= Beginning of Section =

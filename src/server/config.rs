use crate::server::error::{config::ConfigError, AppError};

const DEFAULT_HOST: &str = "0.0.0.0";
const DEFAULT_PORT: u16 = 5000;

#[derive(Debug, Clone)]
pub struct Config {
    pub database_url: String,
    pub jwt_secret: String,

    pub host: String,
    pub port: u16,

    /// JSON file of colleges and courses loaded at startup, if set
    pub seed_file: Option<String>,
    /// Clear existing colleges and courses before seeding
    pub seed_force: bool,
}

impl Config {
    pub fn from_env() -> Result<Self, AppError> {
        Self::from_lookup(|name| std::env::var(name).ok())
    }

    /// Builds the configuration from an arbitrary variable source.
    ///
    /// Empty values count as unset.
    pub fn from_lookup<F>(lookup: F) -> Result<Self, AppError>
    where
        F: Fn(&str) -> Option<String>,
    {
        let var = |name: &str| lookup(name).filter(|value| !value.trim().is_empty());
        let required =
            |name: &str| var(name).ok_or_else(|| ConfigError::MissingEnvVar(name.to_string()));

        let port = match var("PORT") {
            Some(value) => value
                .trim()
                .parse::<u16>()
                .map_err(|_| invalid("PORT", value))?,
            None => DEFAULT_PORT,
        };

        let seed_force = match var("SEED_FORCE") {
            Some(value) => parse_bool(&value).ok_or_else(|| invalid("SEED_FORCE", value))?,
            None => false,
        };

        Ok(Self {
            database_url: required("DATABASE_URL")?,
            jwt_secret: required("JWT_SECRET")?,
            host: var("HOST").unwrap_or_else(|| DEFAULT_HOST.to_string()),
            port,
            seed_file: var("SEED_FILE"),
            seed_force,
        })
    }

    /// Address the HTTP listener binds to.
    pub fn bind_address(&self) -> String {
        format!("{}:{}", self.host, self.port)
    }
}

fn parse_bool(value: &str) -> Option<bool> {
    match value.trim().to_ascii_lowercase().as_str() {
        "true" | "1" | "yes" => Some(true),
        "false" | "0" | "no" => Some(false),
        _ => None,
    }
}

fn invalid(name: &str, value: String) -> ConfigError {
    ConfigError::InvalidEnvVar {
        name: name.to_string(),
        value,
    }
}
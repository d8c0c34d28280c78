use sea_orm::entity::prelude::*;

#[derive(Clone, Debug, PartialEq, Eq, DeriveEntityModel)]
#[sea_orm(table_name = "users")]
pub struct Model {
    #[sea_orm(primary_key)]
    pub id: i32,
    pub name: String,
    #[sea_orm(unique)]
    pub email: String,
    pub created_at: DateTimeUtc,
}

#[derive(Copy, Clone, Debug, EnumIter, DeriveRelation)]
pub enum Relation {}

impl ActiveModelBehavior for ActiveModel {}
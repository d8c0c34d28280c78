use axum::http::{header::AUTHORIZATION, HeaderMap, HeaderValue};
use chrono::{Duration, Utc};
use jsonwebtoken::{encode, EncodingKey, Header};

use crate::server::{
    error::{auth::AuthError, AppError},
    middleware::auth::{AuthGuard, Claims, TokenVerifier},
};


const SECRET: &str = "test-secret";

fn token(secret: &str, exp: i64) -> String {
    let claims = Claims {
        sub: "tester".to_string(),
        exp,
    };
    encode(
        &Header::default(),
        &claims,
        &EncodingKey::from_secret(secret.as_bytes()),
    )
    .unwrap()
}

fn bearer(token: &str) -> HeaderMap {
    let mut headers = HeaderMap::new();
    headers.insert(
        AUTHORIZATION,
        HeaderValue::from_str(&format!("Bearer {}", token)).unwrap(),
    );
    headers
}
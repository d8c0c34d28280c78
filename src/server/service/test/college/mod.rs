use super::*;

use sea_orm::TransactionTrait;

use crate::server::{
    data::course::CourseRepository,
    model::college::{
        CollegeCreation, CreateCollegeParam, CreateCollegeWithCoursesParam, CreateCourseParam,
        NewCourseParam,
    },
    service::college::{create_or_find_college, CollegeService},
};

mod create_with_courses;
mod create_without_courses;
mod get_all;

fn new_course(name: &str, fee: i64) -> NewCourseParam {
    NewCourseParam {
        name: name.to_string(),
        fee: Decimal::from(fee),
    }
}
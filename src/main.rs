mod model;
mod server;

use crate::server::{
    config::Config, error::AppError, middleware::auth::TokenVerifier, router, startup,
    state::AppState,
};

#[tokio::main]
async fn main() -> Result<(), AppError> {
    dotenvy::dotenv().ok();
    startup::init_tracing();

    let config = Config::from_env()?;

    let db = startup::connect_to_database(&config).await?;
    startup::seed_database(&db, &config).await?;

    let app = router::router(AppState::new(
        db.clone(),
        TokenVerifier::new(&config.jwt_secret),
    ));

    let listener = tokio::net::TcpListener::bind(config.bind_address()).await?;
    tracing::info!("Listening on {}", listener.local_addr()?);

    axum::serve(listener, app)
        .with_graceful_shutdown(startup::shutdown_signal())
        .await?;

    db.close().await?;
    tracing::info!("Server stopped");

    Ok(())
}
use axum::http::{header::AUTHORIZATION, HeaderMap};
use jsonwebtoken::{decode, errors::ErrorKind, Algorithm, DecodingKey, Validation};
use serde::{Deserialize, Serialize};

use crate::server::error::{auth::AuthError, AppError};

/// Claims carried by an accepted bearer token.
#[derive(Debug, Clone, PartialEq, Eq, Serialize, Deserialize)]
pub struct Claims {
    /// Subject the token was issued to
    pub sub: String,
    /// Expiration timestamp (Unix epoch seconds)
    pub exp: i64,
}

/// Verifies HS256 tokens signed with the configured secret.
///
/// Tokens without an `exp` claim are rejected.
#[derive(Clone)]
pub struct TokenVerifier {
    decoding_key: DecodingKey,
    validation: Validation,
}

impl TokenVerifier {
    pub fn new(secret: &str) -> Self {
        let mut validation = Validation::new(Algorithm::HS256);
        validation.set_required_spec_claims(&["exp"]);

        Self {
            decoding_key: DecodingKey::from_secret(secret.as_bytes()),
            validation,
        }
    }

    pub fn verify(&self, token: &str) -> Result<Claims, AuthError> {
        let data = decode::<Claims>(token, &self.decoding_key, &self.validation).map_err(|e| {
            match e.kind() {
                ErrorKind::ExpiredSignature => AuthError::TokenExpired,
                _ => AuthError::InvalidToken(e),
            }
        })?;

        Ok(data.claims)
    }
}

pub struct AuthGuard<'a> {
    verifier: &'a TokenVerifier,
    headers: &'a HeaderMap,
}

impl<'a> AuthGuard<'a> {
    pub fn new(verifier: &'a TokenVerifier, headers: &'a HeaderMap) -> Self {
        Self { verifier, headers }
    }

    /// Requires a valid `Authorization: Bearer <token>` header.
    pub fn require(&self) -> Result<Claims, AppError> {
        let Some(header) = self.headers.get(AUTHORIZATION) else {
            return Err(AuthError::MissingToken.into());
        };

        let token = header
            .to_str()
            .ok()
            .and_then(|value| value.strip_prefix("Bearer "))
            .map(str::trim)
            .filter(|token| !token.is_empty())
            .ok_or(AuthError::MalformedHeader)?;

        Ok(self.verifier.verify(token)?)
    }
}
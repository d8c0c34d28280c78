//! HTTP request handlers.
//!
//! Handlers validate request bodies into server-side params, call the matching service and
//! wrap the result in the `{data, message, status}` envelope. Failures are returned as
//! `AppError` and formatted by its `IntoResponse` implementation.

pub mod college;
pub mod health;
pub mod user;
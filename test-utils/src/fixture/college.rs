//! College fixtures for creating in-memory test data.

use entity::college;

/// Default test college name.
pub const DEFAULT_NAME: &str = "Test College";

/// Default test college location.
pub const DEFAULT_LOCATION: &str = "Test City";

/// Creates a college entity model with default values.
pub fn entity() -> college::Model {
    college::Model {
        id: 1,
        name: DEFAULT_NAME.to_string(),
        name_key: DEFAULT_NAME.to_lowercase(),
        location: DEFAULT_LOCATION.to_string(),
    }
}
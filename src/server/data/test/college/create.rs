use super::*;

use crate::server::util::db::is_unique_violation;
use sea_orm::EntityTrait;

/// Tests inserting a college trims its name and location.
#[tokio::test]
async fn creates_college_with_trimmed_fields() -> Result<(), DbErr> {
    let test = TestBuilder::new()
        .with_college_tables()
        .build()
        .await
        .unwrap();
    let db = test.db.as_ref().unwrap();

    let repo = CollegeRepository::new(db);
    let college = repo
        .create(CreateCollegeParam {
            name: "  MIT ".to_string(),
            location: " Cambridge ".to_string(),
        })
        .await?;

    assert_eq!(college.name, "MIT");
    assert_eq!(college.location, "Cambridge");

    let stored = entity::prelude::College::find_by_id(college.id)
        .one(db)
        .await?
        .unwrap();
    assert_eq!(stored.name_key, "mit");

    Ok(())
}

/// Tests that the store itself rejects a case-insensitive duplicate name.
///
/// Expected: Err recognised as a unique violation
#[tokio::test]
async fn store_rejects_case_insensitive_duplicate() -> Result<(), DbErr> {
    let test = TestBuilder::new()
        .with_college_tables()
        .build()
        .await
        .unwrap();
    let db = test.db.as_ref().unwrap();

    factory::college::create_college_with_name(db, "MIT").await?;

    let repo = CollegeRepository::new(db);
    let err = repo
        .create(CreateCollegeParam {
            name: "mit".to_string(),
            location: "Elsewhere".to_string(),
        })
        .await
        .unwrap_err();

    assert!(is_unique_violation(&err));
    assert_eq!(repo.count().await?, 1);

    Ok(())
}
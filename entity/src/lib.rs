//! SeaORM entities for the `users`, `colleges` and `courses` tables.

pub mod prelude;

pub mod college;
pub mod course;
pub mod user;
//! College workflow service.
//!
//! Colleges are deduplicated by normalized name, so repeated submissions of the same
//! college accumulate courses instead of creating a second row. Multi-row writes run inside
//! one transaction and report only what was actually persisted.

use sea_orm::{DatabaseConnection, DatabaseTransaction, TransactionTrait};

use crate::server::{
    data::{college::CollegeRepository, course::CourseRepository},
    error::AppError,
    model::college::{
        College, CollegeCourse, CollegeCreation, Course, CreateCollegeParam,
        CreateCollegeWithCoursesParam, CreateCourseParam,
    },
    util::db::{is_foreign_key_violation, is_unique_violation},
};

pub struct CollegeService<'a> {
    pub db: &'a DatabaseConnection,
}

impl<'a> CollegeService<'a> {
    /// Creates a new CollegeService instance.
    ///
    /// # Arguments
    /// - `db` - Reference to the database connection
    pub fn new(db: &'a DatabaseConnection) -> Self {
        Self { db }
    }

    /// Retrieves every college ordered by ID.
    ///
    /// # Returns
    /// - `Ok(Vec<College>)` - At least one college
    /// - `Err(AppError::NotFound)` - No colleges exist
    /// - `Err(AppError::DbErr)` - Database error during query
    pub async fn get_all(&self) -> Result<Vec<College>, AppError> {
        let colleges = CollegeRepository::new(self.db).get_all().await?;

        if colleges.is_empty() {
            return Err(AppError::NotFound("No colleges found".to_string()));
        }

        Ok(colleges)
    }

    /// Retrieves one row per (college, course) pair.
    ///
    /// Colleges without courses are not part of the result.
    ///
    /// # Returns
    /// - `Ok(Vec<CollegeCourse>)` - At least one joined row
    /// - `Err(AppError::NotFound)` - No college has any course
    /// - `Err(AppError::DbErr)` - Database error during query
    pub async fn get_all_with_courses(&self) -> Result<Vec<CollegeCourse>, AppError> {
        let rows = CollegeRepository::new(self.db)
            .get_all_with_courses()
            .await?;

        if rows.is_empty() {
            return Err(AppError::NotFound("No colleges found".to_string()));
        }

        Ok(rows)
    }

    /// Creates a college that has no courses yet.
    ///
    /// # Returns
    /// - `Ok(College)` - The persisted college with trimmed name and location
    /// - `Err(AppError::Conflict)` - A college with the same name (ignoring case) exists
    /// - `Err(AppError::DbErr)` - Database error during lookup or insert
    pub async fn create_without_courses(
        &self,
        param: CreateCollegeParam,
    ) -> Result<College, AppError> {
        let college_repo = CollegeRepository::new(self.db);

        if college_repo.find_by_name(&param.name).await?.is_some() {
            return Err(college_already_exists());
        }

        match college_repo.create(param).await {
            Ok(college) => {
                tracing::info!("Created college {} ({})", college.id, college.name);
                Ok(college)
            }
            Err(err) if is_unique_violation(&err) => Err(college_already_exists()),
            Err(err) => Err(err.into()),
        }
    }

    /// Creates a college with its courses, or attaches the courses to the existing college
    /// of the same name.
    ///
    /// Everything runs in one transaction: if any course insert fails, neither the college
    /// nor any of its new courses are kept.
    ///
    /// # Returns
    /// - `Ok(CollegeCreation::Created)` - New college plus persisted courses
    /// - `Ok(CollegeCreation::AddedToExisting)` - Existing college plus the newly persisted courses
    /// - `Err(AppError::DbErr)` - Database error; the transaction was rolled back
    pub async fn create_with_courses(
        &self,
        param: CreateCollegeWithCoursesParam,
    ) -> Result<CollegeCreation, AppError> {
        let txn = self.db.begin().await?;

        let (college, created) = find_or_create_college(
            &txn,
            CreateCollegeParam {
                name: param.name,
                location: param.location,
            },
        )
        .await?;

        let course_repo = CourseRepository::new(&txn);
        let mut courses = Vec::with_capacity(param.courses.len());
        for course in param.courses {
            let course = course_repo
                .create(CreateCourseParam {
                    college_id: college.id,
                    name: course.name,
                    fee: course.fee,
                })
                .await?;
            courses.push(course);
        }

        txn.commit().await?;

        tracing::info!(
            "Stored {} course(s) for college {} ({}), college created: {}",
            courses.len(),
            college.id,
            college.name,
            created
        );

        if created {
            Ok(CollegeCreation::Created { college, courses })
        } else {
            Ok(CollegeCreation::AddedToExisting { college, courses })
        }
    }

    /// Adds one course to an existing college.
    ///
    /// # Returns
    /// - `Ok(Course)` - The persisted course
    /// - `Err(AppError::NotFound)` - `college_id` does not reference a college
    /// - `Err(AppError::DbErr)` - Database error during lookup or insert
    pub async fn add_course(&self, param: CreateCourseParam) -> Result<Course, AppError> {
        let college_id = param.college_id;

        if CollegeRepository::new(self.db)
            .find_by_id(college_id)
            .await?
            .is_none()
        {
            return Err(college_not_found(college_id));
        }

        match CourseRepository::new(self.db).create(param).await {
            Ok(course) => Ok(course),
            // College deleted between the lookup and the insert
            Err(err) if is_foreign_key_violation(&err) => Err(college_not_found(college_id)),
            Err(err) => Err(err.into()),
        }
    }
}

/// Looks up the college by name inside `txn`, creating it when absent.
///
/// # Returns
/// - `Ok((College, true))` - College was created
/// - `Ok((College, false))` - College already existed
async fn find_or_create_college(
    txn: &DatabaseTransaction,
    param: CreateCollegeParam,
) -> Result<(College, bool), AppError> {
    if let Some(college) = CollegeRepository::new(txn)
        .find_by_name(&param.name)
        .await?
    {
        return Ok((college, false));
    }

    create_or_find_college(txn, param).await
}

/// Inserts the college under a savepoint of `txn`.
///
/// Losing a uniqueness race against a concurrent request only discards the insert, after
/// which the winner's row is used and `txn` stays usable.
///
/// # Returns
/// - `Ok((College, true))` - College was created
/// - `Ok((College, false))` - The name was taken, the existing college is returned
pub(super) async fn create_or_find_college(
    txn: &DatabaseTransaction,
    param: CreateCollegeParam,
) -> Result<(College, bool), AppError> {
    let college_repo = CollegeRepository::new(txn);
    let name = param.name.clone();
    let savepoint = txn.begin().await?;
    match CollegeRepository::new(&savepoint).create(param).await {
        Ok(college) => {
            savepoint.commit().await?;
            Ok((college, true))
        }
        Err(err) if is_unique_violation(&err) => {
            savepoint.rollback().await?;

            let college = college_repo
                .find_by_name(&name)
                .await?
                .ok_or_else(college_already_exists)?;

            Ok((college, false))
        }
        Err(err) => Err(err.into()),
    }
}

fn college_not_found(college_id: i32) -> AppError {
    AppError::NotFound(format!("College with id {} not found", college_id))
}

fn college_already_exists() -> AppError {
    AppError::Conflict("College with this name already exists".to_string())
}
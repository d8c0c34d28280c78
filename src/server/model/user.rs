//! User domain models and parameters.

use chrono::{DateTime, Utc};

use crate::{
    model::user::{CreateUserDto, DeleteUserDto, UserDto},
    server::{
        error::AppError,
        util::validate::{missing_fields, non_blank},
    },
};

/// Registered user identified by a unique email address.
#[derive(Debug, Clone, PartialEq)]
pub struct User {
    pub id: i32,
    pub name: String,
    pub email: String,
    pub created_at: DateTime<Utc>,
}

impl User {
    /// Converts the user domain model to a DTO for API responses.
    pub fn into_dto(self) -> UserDto {
        UserDto {
            id: self.id,
            name: self.name,
            email: self.email,
            created_at: self.created_at,
        }
    }

    /// Converts an entity model to a user domain model at the repository boundary.
    pub fn from_entity(entity: entity::user::Model) -> Self {
        Self {
            id: entity.id,
            name: entity.name,
            email: entity.email,
            created_at: entity.created_at,
        }
    }
}

/// Parameters for creating a user.
#[derive(Debug, Clone)]
pub struct CreateUserParam {
    pub name: String,
    pub email: String,
}

impl CreateUserParam {
    /// Validates the request body, naming every missing field on failure.
    ///
    /// # Returns
    /// - `Ok(CreateUserParam)` - Both fields present, trimmed
    /// - `Err(AppError::BadRequest)` - One or more fields missing or blank
    pub fn from_dto(dto: CreateUserDto) -> Result<Self, AppError> {
        match (non_blank(dto.name), non_blank(dto.email)) {
            (Some(name), Some(email)) => Ok(Self { name, email }),
            (name, email) => Err(missing_fields(&[
                ("name", name.is_none()),
                ("email", email.is_none()),
            ])),
        }
    }
}

/// Extracts the email from a delete request body.
pub fn email_from_delete_dto(dto: DeleteUserDto) -> Result<String, AppError> {
    non_blank(dto.email).ok_or_else(|| missing_fields(&[("email", true)]))
}
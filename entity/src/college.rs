use sea_orm::entity::prelude::*;

#[derive(Clone, Debug, PartialEq, Eq, DeriveEntityModel)]
#[sea_orm(table_name = "colleges")]
pub struct Model {
    #[sea_orm(primary_key)]
    pub id: i32,
    pub name: String,
    /// Trimmed, lower-cased `name`; carries the uniqueness constraint.
    #[sea_orm(unique)]
    pub name_key: String,
    pub location: String,
}

#[derive(Copy, Clone, Debug, EnumIter, DeriveRelation)]
pub enum Relation {
    #[sea_orm(has_many = "super::course::Entity")]
    Course,
}

impl Related<super::course::Entity> for Entity {
    fn to() -> RelationDef {
        Relation::Course.def()
    }
}

impl ActiveModelBehavior for ActiveModel {}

= End of Section =

● **To do**
For the string "ConfigError", give the number of lines in the entries that contain it, with no other words.

● **Answer box**
4